[Opening INPUT MATERIAL section]
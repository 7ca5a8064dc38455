pub mod prompt;

use clap::{Parser, Subcommand};

#[derive(Debug, Parser)]
#[command(
    name = "moodweave",
    about = "Local mood journal with day stories and weekly insights"
)]
pub struct Cli {
    #[command(subcommand)]
    pub command: Commands,
}

#[derive(Debug, Subcommand)]
pub enum Commands {
    /// Log a mood check-in; runs an interactive prompt when --mood is omitted
    Log {
        /// One of: happy, calm, tired, anxious, focused, neutral, excited, sad
        #[arg(long)]
        mood: Option<String>,
        /// morning, afternoon, or evening (defaults to the current slot)
        #[arg(long)]
        time: Option<String>,
        /// Energy level 1-5
        #[arg(long)]
        energy: Option<u8>,
        /// Comma-separated activities (work, social, exercise, creative, rest, nature, learning, family)
        #[arg(long, value_delimiter = ',')]
        activities: Vec<String>,
        /// A short free-text note (up to 200 characters)
        #[arg(long)]
        note: Option<String>,
        /// Optional free-form emotion tag
        #[arg(long)]
        tag: Option<String>,
        /// Log for a past date (YYYY-MM-DD) instead of today
        #[arg(long)]
        date: Option<String>,
    },
    /// Show today's check-ins and quick summary
    Today,
    /// Render (and store) the narrative for a day
    Story {
        #[arg(long)]
        date: Option<String>,
    },
    /// Weekly insights: dominant mood, patterns, and streaks
    Insights {
        /// Print the raw report as JSON
        #[arg(long, default_value_t = false)]
        json: bool,
    },
    /// List days that have check-ins, newest first
    History {
        #[arg(long)]
        limit: Option<usize>,
    },
    Config {
        #[command(subcommand)]
        command: ConfigCommands,
    },
    /// Show where data lives and how much of it there is
    Status,
    /// Erase all entries and stories
    Clear {
        /// Confirm the wipe; without this flag nothing is deleted
        #[arg(long, default_value_t = false)]
        yes: bool,
    },
}

#[derive(Debug, Subcommand)]
pub enum ConfigCommands {
    Set { key: String, value: String },
    Get { key: String },
}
[Closing INPUT MATERIAL section]
A complete answer gives every line of the records holding "Show".

## PROBLEM SOLUTION:
    /// Show today's check-ins and quick summary
    /// Show where data lives and how much of it there is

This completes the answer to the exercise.